## WORK REQUEST
Nothing may be changed. Give the entries below again exactly.

## EXCERPTED RECORDS
○ ○ ○
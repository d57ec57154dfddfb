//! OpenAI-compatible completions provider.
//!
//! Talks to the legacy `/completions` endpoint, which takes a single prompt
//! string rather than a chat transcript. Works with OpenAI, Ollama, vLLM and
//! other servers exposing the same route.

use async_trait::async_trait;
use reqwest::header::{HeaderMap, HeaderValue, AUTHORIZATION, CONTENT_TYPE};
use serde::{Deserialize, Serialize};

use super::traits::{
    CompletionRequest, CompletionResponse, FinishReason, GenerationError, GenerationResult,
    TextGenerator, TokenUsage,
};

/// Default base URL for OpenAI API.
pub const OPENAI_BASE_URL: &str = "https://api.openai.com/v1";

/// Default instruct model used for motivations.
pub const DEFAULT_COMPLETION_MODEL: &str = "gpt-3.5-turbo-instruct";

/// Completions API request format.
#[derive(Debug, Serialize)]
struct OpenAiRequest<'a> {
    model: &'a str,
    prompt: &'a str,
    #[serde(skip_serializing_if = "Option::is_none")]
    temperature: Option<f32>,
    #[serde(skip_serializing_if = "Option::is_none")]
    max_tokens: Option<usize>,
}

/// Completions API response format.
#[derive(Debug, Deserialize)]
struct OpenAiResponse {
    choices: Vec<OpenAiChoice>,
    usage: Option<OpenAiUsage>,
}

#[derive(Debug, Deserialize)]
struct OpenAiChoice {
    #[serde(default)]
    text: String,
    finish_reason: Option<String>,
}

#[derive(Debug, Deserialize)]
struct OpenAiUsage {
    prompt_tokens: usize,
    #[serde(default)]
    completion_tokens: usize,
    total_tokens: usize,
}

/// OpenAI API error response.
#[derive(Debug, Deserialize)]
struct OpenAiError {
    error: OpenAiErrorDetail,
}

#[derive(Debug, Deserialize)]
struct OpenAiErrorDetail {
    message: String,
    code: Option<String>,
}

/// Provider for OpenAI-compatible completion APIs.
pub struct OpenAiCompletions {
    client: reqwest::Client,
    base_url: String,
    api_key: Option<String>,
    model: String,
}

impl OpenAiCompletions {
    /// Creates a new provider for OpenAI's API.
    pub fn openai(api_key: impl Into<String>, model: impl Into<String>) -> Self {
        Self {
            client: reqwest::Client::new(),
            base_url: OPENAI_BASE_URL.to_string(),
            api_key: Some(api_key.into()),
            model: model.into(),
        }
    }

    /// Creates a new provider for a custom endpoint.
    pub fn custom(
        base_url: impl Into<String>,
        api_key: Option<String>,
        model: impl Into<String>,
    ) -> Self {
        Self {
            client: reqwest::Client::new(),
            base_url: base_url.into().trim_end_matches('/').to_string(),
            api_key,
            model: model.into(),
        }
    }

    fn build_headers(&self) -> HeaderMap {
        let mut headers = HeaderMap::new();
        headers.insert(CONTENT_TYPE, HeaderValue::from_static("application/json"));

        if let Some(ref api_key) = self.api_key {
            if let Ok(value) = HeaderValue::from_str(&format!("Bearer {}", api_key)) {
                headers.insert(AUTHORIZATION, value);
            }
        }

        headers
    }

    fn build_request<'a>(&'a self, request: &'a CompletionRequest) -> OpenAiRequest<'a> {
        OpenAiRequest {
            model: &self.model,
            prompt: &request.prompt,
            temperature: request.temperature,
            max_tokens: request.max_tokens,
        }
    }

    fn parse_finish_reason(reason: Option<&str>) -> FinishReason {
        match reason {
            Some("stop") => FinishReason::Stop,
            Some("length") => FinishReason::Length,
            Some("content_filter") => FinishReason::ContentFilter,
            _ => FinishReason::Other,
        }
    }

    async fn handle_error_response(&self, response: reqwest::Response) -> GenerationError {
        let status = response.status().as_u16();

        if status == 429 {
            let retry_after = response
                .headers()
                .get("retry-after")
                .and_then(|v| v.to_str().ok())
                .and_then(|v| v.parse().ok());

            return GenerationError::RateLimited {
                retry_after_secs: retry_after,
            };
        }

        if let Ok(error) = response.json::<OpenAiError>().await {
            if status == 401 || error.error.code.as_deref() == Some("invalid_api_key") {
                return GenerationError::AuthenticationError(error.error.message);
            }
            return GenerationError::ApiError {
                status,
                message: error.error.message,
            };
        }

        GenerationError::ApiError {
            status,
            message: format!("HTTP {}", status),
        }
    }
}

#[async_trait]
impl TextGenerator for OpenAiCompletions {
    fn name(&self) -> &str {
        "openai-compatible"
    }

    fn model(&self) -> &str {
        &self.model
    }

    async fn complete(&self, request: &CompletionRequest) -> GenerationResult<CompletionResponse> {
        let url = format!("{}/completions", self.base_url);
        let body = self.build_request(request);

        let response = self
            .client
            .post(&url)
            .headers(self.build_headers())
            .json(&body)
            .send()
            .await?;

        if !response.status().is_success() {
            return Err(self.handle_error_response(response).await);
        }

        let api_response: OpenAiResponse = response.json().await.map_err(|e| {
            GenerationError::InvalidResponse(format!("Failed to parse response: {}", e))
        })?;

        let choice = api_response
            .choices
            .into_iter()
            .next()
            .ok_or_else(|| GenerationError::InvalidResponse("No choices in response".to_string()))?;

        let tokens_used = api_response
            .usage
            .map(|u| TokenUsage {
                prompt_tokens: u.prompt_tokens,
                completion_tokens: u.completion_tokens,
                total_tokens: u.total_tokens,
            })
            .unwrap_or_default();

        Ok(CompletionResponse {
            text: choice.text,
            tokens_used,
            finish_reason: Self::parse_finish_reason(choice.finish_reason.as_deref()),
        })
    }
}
○ ○ ○
## OUTPUT BELOW
repository d57ec57154dfddfb
//! OpenAI-compatible completions provider.
//!
//! Talks to the legacy `/completions` endpoint, which takes a single prompt
//! string rather than a chat transcript. Works with OpenAI, Ollama, vLLM and
//! other servers exposing the same route.

use async_trait::async_trait;
use reqwest::header::{HeaderMap, HeaderValue, AUTHORIZATION, CONTENT_TYPE};
use serde::{Deserialize, Serialize};

use super::traits::{
    CompletionRequest, CompletionResponse, FinishReason, GenerationError, GenerationResult,
    TextGenerator, TokenUsage,
};

/// Default base URL for OpenAI API.
pub const OPENAI_BASE_URL: &str = "https://api.openai.com/v1";

/// Default instruct model used for motivations.
pub const DEFAULT_COMPLETION_MODEL: &str = "gpt-3.5-turbo-instruct";

/// Completions API request format.
#[derive(Debug, Serialize)]
struct OpenAiRequest<'a> {
    model: &'a str,
    prompt: &'a str,
    #[serde(skip_serializing_if = "Option::is_none")]
    temperature: Option<f32>,
    #[serde(skip_serializing_if = "Option::is_none")]
    max_tokens: Option<usize>,
}

/// Completions API response format.
#[derive(Debug, Deserialize)]
struct OpenAiResponse {
    choices: Vec<OpenAiChoice>,
    usage: Option<OpenAiUsage>,
}

#[derive(Debug, Deserialize)]
struct OpenAiChoice {
    #[serde(default)]
    text: String,
    finish_reason: Option<String>,
}

#[derive(Debug, Deserialize)]
struct OpenAiUsage {
    prompt_tokens: usize,
    #[serde(default)]
    completion_tokens: usize,
    total_tokens: usize,
}

/// OpenAI API error response.
#[derive(Debug, Deserialize)]
struct OpenAiError {
    error: OpenAiErrorDetail,
}

#[derive(Debug, Deserialize)]
struct OpenAiErrorDetail {
    message: String,
    code: Option<String>,
}

/// Provider for OpenAI-compatible completion APIs.
pub struct OpenAiCompletions {
    client: reqwest::Client,
    base_url: String,
    api_key: Option<String>,
    model: String,
}

impl OpenAiCompletions {
    /// Creates a new provider for OpenAI's API.
    pub fn openai(api_key: impl Into<String>, model: impl Into<String>) -> Self {
        Self {
            client: reqwest::Client::new(),
            base_url: OPENAI_BASE_URL.to_string(),
            api_key: Some(api_key.into()),
            model: model.into(),
        }
    }

    /// Creates a new provider for a custom endpoint.
    pub fn custom(
        base_url: impl Into<String>,
        api_key: Option<String>,
        model: impl Into<String>,
    ) -> Self {
        Self {
            client: reqwest::Client::new(),
            base_url: base_url.into().trim_end_matches('/').to_string(),
            api_key,
            model: model.into(),
        }
    }

    fn build_headers(&self) -> HeaderMap {
        let mut headers = HeaderMap::new();
        headers.insert(CONTENT_TYPE, HeaderValue::from_static("application/json"));

        if let Some(ref api_key) = self.api_key {
            if let Ok(value) = HeaderValue::from_str(&format!("Bearer {}", api_key)) {
                headers.insert(AUTHORIZATION, value);
            }
        }

        headers
    }

    fn build_request<'a>(&'a self, request: &'a CompletionRequest) -> OpenAiRequest<'a> {
        OpenAiRequest {
            model: &self.model,
            prompt: &request.prompt,
            temperature: request.temperature,
            max_tokens: request.max_tokens,
        }
    }

    fn parse_finish_reason(reason: Option<&str>) -> FinishReason {
        match reason {
            Some("stop") => FinishReason::Stop,
            Some("length") => FinishReason::Length,
            Some("content_filter") => FinishReason::ContentFilter,
            _ => FinishReason::Other,
        }
    }

    async fn handle_error_response(&self, response: reqwest::Response) -> GenerationError {
        let status = response.status().as_u16();

        if status == 429 {
            let retry_after = response
                .headers()
                .get("retry-after")
                .and_then(|v| v.to_str().ok())
                .and_then(|v| v.parse().ok());

            return GenerationError::RateLimited {
                retry_after_secs: retry_after,
            };
        }

        if let Ok(error) = response.json::<OpenAiError>().await {
            if status == 401 || error.error.code.as_deref() == Some("invalid_api_key") {
                return GenerationError::AuthenticationError(error.error.message);
            }
            return GenerationError::ApiError {
                status,
                message: error.error.message,
            };
        }

        GenerationError::ApiError {
            status,
            message: format!("HTTP {}", status),
        }
    }
}

#[async_trait]
impl TextGenerator for OpenAiCompletions {
    fn name(&self) -> &str {
        "openai-compatible"
    }

    fn model(&self) -> &str {
        &self.model
    }

    async fn complete(&self, request: &CompletionRequest) -> GenerationResult<CompletionResponse> {
        let url = format!("{}/completions", self.base_url);
        let body = self.build_request(request);

        let response = self
            .client
            .post(&url)
            .headers(self.build_headers())
            .json(&body)
            .send()
            .await?;

        if !response.status().is_success() {
            return Err(self.handle_error_response(response).await);
        }

        let api_response: OpenAiResponse = response.json().await.map_err(|e| {
            GenerationError::InvalidResponse(format!("Failed to parse response: {}", e))
        })?;

        let choice = api_response
            .choices
            .into_iter()
            .next()
            .ok_or_else(|| GenerationError::InvalidResponse("No choices in response".to_string()))?;

        let tokens_used = api_response
            .usage
            .map(|u| TokenUsage {
                prompt_tokens: u.prompt_tokens,
                completion_tokens: u.completion_tokens,
                total_tokens: u.total_tokens,
            })
            .unwrap_or_default();

        Ok(CompletionResponse {
            text: choice.text,
            tokens_used,
            finish_reason: Self::parse_finish_reason(choice.finish_reason.as_deref()),
        })
    }
}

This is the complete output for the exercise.